**Exercise objective**.
Please return every line of the records below that holds the word "shared".

**Extracted material**.
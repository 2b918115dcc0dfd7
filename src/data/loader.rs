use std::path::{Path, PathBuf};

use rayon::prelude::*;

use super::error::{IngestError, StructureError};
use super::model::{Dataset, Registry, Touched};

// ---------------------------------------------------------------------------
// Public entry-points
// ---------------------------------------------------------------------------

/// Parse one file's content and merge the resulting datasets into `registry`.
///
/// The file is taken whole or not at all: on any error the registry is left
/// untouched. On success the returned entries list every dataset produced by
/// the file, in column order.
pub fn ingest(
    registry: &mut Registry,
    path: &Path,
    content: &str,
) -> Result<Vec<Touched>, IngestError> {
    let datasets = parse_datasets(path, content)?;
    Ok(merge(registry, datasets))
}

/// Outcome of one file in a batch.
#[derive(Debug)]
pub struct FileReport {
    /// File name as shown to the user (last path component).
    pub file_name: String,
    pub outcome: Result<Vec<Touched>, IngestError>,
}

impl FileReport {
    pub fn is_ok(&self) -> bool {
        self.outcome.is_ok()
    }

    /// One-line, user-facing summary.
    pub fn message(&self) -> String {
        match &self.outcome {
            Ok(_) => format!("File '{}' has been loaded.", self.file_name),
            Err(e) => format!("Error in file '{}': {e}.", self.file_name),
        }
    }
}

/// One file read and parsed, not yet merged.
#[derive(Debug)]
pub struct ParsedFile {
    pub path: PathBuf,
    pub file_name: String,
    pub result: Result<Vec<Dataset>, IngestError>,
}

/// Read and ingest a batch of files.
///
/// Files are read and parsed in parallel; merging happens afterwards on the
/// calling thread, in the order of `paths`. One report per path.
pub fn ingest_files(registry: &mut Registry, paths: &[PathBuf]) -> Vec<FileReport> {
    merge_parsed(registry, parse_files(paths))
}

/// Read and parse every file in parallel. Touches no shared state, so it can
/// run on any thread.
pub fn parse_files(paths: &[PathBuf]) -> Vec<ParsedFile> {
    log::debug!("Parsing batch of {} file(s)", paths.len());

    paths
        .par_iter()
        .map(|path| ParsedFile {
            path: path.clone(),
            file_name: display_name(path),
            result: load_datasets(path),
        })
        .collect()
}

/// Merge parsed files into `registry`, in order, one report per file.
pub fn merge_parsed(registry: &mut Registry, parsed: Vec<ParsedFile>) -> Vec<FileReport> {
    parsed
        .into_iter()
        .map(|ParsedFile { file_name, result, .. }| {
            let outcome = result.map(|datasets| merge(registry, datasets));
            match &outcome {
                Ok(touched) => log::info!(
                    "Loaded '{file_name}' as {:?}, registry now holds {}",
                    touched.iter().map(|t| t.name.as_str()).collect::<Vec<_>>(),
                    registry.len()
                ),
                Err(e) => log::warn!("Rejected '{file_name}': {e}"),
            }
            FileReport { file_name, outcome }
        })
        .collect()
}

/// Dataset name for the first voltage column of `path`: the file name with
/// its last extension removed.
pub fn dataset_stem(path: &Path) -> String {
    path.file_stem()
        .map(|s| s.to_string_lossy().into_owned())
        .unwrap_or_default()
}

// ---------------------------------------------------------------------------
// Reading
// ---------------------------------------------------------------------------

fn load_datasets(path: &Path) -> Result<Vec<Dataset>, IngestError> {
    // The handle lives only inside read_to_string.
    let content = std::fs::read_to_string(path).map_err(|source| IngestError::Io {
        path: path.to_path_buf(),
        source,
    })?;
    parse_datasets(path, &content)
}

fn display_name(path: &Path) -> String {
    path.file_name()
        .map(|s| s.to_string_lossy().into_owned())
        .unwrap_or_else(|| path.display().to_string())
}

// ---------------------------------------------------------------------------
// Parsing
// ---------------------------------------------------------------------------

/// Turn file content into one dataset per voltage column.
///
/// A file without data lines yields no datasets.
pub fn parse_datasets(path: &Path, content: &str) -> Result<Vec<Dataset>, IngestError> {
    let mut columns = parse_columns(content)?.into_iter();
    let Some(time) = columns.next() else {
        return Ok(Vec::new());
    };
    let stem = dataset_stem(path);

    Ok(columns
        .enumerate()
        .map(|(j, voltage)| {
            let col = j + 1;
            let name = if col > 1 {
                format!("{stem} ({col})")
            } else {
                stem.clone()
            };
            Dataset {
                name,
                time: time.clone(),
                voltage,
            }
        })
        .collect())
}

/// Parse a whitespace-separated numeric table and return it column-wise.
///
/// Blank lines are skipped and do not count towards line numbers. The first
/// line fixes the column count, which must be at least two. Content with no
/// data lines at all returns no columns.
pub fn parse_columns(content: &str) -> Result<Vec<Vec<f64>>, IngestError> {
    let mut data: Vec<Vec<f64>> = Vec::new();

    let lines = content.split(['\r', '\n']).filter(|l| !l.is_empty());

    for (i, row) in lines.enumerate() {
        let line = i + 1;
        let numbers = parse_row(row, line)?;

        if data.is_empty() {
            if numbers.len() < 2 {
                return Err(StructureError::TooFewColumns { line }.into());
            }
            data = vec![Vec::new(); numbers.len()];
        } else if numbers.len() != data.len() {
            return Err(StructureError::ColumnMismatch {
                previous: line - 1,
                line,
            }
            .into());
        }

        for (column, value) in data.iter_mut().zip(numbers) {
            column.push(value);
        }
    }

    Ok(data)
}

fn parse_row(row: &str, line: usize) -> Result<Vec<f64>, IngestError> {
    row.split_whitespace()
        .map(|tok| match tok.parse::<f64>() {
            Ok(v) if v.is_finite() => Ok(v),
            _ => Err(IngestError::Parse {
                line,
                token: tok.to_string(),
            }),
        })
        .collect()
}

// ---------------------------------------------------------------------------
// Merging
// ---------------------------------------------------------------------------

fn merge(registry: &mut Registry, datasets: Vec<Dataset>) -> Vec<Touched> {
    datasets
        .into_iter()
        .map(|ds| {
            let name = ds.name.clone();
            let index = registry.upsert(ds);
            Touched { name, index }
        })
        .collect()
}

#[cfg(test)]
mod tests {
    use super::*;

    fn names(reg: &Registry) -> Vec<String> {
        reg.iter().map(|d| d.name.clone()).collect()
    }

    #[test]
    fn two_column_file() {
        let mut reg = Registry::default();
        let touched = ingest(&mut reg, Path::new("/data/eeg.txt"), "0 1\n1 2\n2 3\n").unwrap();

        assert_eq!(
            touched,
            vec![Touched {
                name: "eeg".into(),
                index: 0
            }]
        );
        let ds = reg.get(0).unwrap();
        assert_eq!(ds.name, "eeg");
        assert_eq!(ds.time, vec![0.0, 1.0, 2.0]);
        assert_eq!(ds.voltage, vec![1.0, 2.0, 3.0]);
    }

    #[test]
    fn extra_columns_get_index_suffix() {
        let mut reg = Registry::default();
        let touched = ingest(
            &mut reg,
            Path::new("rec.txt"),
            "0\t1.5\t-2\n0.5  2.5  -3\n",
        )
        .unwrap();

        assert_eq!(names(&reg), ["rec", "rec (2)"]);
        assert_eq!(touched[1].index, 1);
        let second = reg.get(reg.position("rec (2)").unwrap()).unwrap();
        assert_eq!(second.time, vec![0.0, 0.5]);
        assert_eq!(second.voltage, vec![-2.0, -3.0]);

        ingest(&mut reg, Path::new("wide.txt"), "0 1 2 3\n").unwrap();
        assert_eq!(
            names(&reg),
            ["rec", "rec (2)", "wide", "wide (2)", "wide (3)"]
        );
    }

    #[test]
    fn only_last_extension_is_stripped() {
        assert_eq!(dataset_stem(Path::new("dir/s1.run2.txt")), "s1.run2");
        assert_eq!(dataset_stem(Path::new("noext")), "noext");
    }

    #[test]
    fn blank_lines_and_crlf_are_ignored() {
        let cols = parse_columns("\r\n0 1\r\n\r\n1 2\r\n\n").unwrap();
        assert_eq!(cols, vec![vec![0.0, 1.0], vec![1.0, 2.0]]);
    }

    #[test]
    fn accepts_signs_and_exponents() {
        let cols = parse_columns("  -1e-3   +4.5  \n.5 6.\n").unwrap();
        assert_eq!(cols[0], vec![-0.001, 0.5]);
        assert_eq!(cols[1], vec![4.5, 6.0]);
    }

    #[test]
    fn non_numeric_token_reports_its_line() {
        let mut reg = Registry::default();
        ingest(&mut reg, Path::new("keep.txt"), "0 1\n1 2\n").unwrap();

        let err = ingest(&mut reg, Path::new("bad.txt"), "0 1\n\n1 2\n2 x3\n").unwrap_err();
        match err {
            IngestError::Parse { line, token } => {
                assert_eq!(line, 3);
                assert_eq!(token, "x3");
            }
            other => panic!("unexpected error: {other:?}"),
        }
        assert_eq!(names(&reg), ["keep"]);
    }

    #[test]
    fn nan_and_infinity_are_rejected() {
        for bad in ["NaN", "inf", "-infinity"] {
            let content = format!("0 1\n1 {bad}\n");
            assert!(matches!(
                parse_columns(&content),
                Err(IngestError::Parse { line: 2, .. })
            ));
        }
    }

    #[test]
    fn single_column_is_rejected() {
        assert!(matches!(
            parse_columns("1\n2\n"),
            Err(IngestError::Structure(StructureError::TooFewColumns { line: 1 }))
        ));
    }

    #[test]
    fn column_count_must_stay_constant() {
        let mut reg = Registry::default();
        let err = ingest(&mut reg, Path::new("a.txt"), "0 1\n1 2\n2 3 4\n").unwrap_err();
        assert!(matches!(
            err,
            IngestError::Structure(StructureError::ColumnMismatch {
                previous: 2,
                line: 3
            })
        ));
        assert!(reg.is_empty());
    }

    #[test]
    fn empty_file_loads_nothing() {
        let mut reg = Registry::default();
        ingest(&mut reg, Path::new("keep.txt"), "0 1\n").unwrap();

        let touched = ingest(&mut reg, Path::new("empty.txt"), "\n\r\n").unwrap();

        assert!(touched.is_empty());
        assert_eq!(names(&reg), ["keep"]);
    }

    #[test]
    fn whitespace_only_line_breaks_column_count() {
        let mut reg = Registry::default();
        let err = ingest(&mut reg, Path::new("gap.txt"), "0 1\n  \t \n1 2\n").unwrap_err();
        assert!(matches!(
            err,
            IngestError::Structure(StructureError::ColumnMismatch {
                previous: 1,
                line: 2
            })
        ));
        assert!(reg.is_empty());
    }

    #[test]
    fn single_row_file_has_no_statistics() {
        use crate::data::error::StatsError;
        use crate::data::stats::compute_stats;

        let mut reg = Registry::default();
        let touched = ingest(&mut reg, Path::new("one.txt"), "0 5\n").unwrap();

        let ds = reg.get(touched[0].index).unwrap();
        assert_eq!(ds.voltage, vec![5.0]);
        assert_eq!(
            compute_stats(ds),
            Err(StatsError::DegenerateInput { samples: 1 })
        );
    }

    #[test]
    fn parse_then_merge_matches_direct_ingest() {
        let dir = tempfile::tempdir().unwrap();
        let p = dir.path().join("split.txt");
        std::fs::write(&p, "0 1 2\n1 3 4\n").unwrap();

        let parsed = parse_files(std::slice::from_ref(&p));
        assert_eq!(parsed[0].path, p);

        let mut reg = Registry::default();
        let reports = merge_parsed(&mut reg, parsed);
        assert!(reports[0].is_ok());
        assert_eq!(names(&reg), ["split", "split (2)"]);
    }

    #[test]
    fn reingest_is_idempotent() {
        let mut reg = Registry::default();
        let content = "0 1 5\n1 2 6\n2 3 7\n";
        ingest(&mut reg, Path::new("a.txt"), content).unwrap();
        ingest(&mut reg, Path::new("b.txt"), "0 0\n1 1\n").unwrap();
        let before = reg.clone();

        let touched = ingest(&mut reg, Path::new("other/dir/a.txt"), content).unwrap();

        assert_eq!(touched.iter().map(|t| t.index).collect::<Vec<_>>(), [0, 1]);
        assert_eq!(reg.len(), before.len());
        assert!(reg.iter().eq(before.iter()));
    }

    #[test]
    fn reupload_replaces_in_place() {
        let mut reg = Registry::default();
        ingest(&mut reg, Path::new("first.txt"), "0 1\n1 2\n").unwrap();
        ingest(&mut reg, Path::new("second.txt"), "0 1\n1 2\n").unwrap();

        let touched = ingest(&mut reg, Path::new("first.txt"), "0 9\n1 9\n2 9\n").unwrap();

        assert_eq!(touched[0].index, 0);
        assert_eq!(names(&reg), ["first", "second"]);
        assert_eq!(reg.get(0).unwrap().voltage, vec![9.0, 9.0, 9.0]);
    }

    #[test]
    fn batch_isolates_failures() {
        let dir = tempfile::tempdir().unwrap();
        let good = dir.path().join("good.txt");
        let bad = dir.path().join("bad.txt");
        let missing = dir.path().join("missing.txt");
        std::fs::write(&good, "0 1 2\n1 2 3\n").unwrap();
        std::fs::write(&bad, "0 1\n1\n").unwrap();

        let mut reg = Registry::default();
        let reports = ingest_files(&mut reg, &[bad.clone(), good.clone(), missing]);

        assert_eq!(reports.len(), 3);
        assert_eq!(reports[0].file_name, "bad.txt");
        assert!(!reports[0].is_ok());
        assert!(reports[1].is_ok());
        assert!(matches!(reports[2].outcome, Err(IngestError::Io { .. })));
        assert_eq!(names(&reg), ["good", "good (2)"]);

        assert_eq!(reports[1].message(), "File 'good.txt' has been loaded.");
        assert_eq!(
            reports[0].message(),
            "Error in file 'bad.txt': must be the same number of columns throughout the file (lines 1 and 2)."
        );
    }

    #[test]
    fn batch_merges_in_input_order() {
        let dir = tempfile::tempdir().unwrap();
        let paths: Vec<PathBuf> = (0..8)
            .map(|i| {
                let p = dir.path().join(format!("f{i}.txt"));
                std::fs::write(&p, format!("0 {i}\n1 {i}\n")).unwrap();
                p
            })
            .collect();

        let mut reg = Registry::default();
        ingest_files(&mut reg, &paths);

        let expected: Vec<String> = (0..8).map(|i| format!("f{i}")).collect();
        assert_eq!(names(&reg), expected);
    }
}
--
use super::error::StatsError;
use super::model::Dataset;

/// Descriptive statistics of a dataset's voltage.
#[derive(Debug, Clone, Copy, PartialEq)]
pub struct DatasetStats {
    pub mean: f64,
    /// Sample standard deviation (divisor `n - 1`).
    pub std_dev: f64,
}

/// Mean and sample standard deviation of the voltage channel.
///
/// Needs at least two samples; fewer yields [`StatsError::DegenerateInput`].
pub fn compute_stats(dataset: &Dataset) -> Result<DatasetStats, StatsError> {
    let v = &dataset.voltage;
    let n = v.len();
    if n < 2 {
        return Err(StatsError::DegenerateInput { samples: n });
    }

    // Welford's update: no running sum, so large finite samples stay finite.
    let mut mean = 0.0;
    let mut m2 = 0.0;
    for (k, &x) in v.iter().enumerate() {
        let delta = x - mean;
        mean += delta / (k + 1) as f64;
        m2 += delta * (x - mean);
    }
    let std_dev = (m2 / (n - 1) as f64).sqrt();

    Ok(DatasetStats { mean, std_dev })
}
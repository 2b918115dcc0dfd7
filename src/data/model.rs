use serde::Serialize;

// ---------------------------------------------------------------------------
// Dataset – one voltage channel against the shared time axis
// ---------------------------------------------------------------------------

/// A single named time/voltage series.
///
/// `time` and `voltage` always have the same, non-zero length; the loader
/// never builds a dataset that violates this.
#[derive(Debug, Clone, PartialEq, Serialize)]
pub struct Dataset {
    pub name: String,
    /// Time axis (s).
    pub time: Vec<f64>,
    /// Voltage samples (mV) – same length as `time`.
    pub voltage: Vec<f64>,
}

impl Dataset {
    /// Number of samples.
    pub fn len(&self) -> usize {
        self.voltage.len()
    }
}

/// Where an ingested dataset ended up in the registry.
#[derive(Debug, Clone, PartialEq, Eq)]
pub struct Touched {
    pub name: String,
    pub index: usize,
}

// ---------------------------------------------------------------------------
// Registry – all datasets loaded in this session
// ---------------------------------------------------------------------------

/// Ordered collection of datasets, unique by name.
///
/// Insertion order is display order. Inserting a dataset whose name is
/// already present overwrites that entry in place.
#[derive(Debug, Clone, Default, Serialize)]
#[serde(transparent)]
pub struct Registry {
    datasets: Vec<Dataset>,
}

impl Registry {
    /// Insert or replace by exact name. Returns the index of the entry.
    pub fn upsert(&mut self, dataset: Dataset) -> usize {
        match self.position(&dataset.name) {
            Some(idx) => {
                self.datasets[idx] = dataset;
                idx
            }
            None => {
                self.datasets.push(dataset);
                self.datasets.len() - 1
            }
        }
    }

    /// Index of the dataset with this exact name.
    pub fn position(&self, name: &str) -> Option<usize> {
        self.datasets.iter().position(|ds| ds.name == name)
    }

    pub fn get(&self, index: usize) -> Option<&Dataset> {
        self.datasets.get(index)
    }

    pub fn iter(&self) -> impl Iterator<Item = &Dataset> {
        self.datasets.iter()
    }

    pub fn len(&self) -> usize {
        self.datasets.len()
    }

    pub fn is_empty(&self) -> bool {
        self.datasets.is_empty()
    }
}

**Your response**.
/// Read and parse every file in parallel. Touches no shared state, so it can
// Dataset – one voltage channel against the shared time axis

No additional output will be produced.